- Data listing -
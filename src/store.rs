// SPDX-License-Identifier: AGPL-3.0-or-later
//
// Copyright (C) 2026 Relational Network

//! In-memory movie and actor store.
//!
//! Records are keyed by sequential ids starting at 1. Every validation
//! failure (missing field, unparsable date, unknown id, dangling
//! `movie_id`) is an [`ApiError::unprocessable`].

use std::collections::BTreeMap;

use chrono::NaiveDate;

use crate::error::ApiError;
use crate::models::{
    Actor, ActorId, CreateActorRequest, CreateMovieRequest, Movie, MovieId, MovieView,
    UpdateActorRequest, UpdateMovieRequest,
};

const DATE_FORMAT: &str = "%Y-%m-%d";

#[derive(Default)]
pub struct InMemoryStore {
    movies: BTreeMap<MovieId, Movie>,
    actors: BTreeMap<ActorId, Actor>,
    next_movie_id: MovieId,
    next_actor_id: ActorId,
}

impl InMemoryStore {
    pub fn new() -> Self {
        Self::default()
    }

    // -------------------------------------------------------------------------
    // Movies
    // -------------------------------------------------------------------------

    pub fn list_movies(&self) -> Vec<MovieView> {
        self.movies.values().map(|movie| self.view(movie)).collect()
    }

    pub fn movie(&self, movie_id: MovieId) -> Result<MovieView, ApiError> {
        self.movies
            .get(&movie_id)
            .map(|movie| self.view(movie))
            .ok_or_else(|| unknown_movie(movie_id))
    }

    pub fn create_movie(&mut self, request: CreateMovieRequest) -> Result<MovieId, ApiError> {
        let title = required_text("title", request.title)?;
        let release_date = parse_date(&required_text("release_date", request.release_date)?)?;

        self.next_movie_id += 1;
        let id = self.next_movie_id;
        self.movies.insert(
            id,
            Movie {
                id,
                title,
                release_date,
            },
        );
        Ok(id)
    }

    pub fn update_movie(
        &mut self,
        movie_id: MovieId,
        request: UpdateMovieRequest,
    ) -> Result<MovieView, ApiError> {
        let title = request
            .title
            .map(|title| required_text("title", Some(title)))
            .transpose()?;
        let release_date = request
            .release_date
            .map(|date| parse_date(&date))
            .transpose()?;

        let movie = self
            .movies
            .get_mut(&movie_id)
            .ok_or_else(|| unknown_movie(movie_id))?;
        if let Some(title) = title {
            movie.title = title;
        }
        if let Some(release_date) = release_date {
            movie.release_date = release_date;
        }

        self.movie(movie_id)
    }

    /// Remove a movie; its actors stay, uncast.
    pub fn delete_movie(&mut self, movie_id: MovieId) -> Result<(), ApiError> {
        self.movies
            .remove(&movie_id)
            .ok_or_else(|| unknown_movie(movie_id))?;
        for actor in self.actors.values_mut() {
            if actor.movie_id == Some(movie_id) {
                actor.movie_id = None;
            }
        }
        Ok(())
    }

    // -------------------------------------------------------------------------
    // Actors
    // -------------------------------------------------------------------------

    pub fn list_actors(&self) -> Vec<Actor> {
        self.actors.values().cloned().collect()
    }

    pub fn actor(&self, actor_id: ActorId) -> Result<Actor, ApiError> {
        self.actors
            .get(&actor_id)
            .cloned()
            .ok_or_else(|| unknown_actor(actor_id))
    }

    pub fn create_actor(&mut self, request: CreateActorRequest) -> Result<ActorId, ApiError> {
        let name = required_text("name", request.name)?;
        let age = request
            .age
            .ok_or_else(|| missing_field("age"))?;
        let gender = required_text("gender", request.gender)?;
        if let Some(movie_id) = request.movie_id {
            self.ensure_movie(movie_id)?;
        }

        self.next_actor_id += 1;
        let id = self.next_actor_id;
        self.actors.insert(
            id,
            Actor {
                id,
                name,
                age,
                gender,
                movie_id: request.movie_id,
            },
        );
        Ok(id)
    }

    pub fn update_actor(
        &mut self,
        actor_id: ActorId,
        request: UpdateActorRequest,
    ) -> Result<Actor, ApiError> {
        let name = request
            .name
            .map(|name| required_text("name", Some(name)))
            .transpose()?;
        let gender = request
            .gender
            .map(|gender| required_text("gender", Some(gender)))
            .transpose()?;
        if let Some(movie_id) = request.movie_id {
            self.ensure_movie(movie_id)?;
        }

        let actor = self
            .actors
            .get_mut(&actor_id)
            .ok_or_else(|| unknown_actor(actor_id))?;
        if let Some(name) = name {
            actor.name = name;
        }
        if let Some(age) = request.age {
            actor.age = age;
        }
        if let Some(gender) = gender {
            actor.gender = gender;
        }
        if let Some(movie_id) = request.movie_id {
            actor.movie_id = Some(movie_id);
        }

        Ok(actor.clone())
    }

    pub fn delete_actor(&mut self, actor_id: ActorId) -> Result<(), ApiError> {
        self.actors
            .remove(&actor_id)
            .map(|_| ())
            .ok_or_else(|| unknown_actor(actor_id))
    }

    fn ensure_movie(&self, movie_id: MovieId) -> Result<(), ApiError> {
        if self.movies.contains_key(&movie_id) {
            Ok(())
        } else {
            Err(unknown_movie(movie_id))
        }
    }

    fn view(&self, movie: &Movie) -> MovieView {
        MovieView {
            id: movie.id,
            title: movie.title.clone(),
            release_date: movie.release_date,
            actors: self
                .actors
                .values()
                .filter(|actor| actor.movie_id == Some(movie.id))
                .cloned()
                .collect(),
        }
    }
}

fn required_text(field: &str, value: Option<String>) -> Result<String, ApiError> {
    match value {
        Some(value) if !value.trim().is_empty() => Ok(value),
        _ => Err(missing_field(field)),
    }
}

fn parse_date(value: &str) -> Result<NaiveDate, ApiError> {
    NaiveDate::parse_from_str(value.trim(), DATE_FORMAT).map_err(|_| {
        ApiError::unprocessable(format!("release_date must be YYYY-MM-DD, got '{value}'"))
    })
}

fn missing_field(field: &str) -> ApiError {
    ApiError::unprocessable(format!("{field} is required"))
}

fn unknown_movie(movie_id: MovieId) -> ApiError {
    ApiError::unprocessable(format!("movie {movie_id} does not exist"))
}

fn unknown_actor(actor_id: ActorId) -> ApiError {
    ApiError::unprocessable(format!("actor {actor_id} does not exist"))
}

---

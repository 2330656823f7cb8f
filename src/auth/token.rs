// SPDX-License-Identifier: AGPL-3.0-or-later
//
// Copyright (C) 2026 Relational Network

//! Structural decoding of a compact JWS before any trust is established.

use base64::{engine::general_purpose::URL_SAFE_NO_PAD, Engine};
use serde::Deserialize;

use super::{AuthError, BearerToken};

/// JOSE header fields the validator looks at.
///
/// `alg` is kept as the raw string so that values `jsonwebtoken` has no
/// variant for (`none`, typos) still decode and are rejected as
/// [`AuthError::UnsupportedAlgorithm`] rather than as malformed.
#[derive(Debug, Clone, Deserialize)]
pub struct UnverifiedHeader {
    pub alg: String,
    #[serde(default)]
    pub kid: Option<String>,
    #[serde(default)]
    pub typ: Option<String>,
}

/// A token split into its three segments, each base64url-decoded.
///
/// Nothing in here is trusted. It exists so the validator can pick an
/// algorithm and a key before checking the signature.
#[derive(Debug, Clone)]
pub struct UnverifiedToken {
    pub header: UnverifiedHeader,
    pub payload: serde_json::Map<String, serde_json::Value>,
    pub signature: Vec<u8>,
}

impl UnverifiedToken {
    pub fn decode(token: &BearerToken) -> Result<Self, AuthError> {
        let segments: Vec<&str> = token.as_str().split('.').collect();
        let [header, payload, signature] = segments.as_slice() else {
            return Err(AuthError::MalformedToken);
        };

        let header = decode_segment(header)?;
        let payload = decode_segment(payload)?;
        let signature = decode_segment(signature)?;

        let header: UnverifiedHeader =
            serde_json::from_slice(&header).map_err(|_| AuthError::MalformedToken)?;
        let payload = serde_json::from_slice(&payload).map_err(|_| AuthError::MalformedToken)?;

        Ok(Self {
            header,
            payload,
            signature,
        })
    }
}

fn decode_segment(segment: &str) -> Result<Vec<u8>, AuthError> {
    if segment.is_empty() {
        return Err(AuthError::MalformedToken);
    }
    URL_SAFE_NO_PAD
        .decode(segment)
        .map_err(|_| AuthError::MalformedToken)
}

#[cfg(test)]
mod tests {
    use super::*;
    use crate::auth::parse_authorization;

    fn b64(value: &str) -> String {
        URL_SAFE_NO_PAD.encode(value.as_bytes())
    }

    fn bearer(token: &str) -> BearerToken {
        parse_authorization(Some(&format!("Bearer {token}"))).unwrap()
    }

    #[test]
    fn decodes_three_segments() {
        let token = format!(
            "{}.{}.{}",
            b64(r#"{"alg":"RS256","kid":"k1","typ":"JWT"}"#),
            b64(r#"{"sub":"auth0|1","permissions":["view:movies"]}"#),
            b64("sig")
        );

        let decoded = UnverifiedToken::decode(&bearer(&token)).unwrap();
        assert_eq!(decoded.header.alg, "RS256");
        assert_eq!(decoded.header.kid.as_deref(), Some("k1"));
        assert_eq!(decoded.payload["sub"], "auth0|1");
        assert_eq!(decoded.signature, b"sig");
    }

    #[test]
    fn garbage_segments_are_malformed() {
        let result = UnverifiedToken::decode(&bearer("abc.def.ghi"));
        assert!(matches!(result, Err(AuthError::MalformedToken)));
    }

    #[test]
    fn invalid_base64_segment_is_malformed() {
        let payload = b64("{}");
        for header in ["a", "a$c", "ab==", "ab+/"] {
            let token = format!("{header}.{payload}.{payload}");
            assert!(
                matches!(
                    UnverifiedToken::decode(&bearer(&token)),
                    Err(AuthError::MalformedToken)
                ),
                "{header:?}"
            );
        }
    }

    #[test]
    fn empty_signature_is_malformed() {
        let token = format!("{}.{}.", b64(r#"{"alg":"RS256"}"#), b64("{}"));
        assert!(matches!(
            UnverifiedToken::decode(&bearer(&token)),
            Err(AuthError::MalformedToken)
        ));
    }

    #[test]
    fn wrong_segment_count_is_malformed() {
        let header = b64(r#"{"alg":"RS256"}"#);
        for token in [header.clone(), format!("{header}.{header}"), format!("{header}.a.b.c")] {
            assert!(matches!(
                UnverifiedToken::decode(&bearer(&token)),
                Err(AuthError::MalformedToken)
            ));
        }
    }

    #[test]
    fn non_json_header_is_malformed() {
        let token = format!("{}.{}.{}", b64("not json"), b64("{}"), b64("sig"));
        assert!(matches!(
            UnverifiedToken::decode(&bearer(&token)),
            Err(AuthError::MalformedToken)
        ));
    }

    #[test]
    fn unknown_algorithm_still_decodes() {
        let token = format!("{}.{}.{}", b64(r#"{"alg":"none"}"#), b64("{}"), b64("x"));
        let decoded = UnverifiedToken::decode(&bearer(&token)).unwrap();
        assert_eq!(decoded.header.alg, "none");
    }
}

- Work request -
Print only what lies in the material above starting at the line with "trust is established." and ending at the line with "checking the signature.", every line exactly as given.

- Answer for the task -
//! Structural decoding of a compact JWS before any trust is established.

use base64::{engine::general_purpose::URL_SAFE_NO_PAD, Engine};
use serde::Deserialize;

use super::{AuthError, BearerToken};

/// JOSE header fields the validator looks at.
///
/// `alg` is kept as the raw string so that values `jsonwebtoken` has no
/// variant for (`none`, typos) still decode and are rejected as
/// [`AuthError::UnsupportedAlgorithm`] rather than as malformed.
#[derive(Debug, Clone, Deserialize)]
pub struct UnverifiedHeader {
    pub alg: String,
    #[serde(default)]
    pub kid: Option<String>,
    #[serde(default)]
    pub typ: Option<String>,
}

/// A token split into its three segments, each base64url-decoded.
///
/// Nothing in here is trusted. It exists so the validator can pick an
/// algorithm and a key before checking the signature.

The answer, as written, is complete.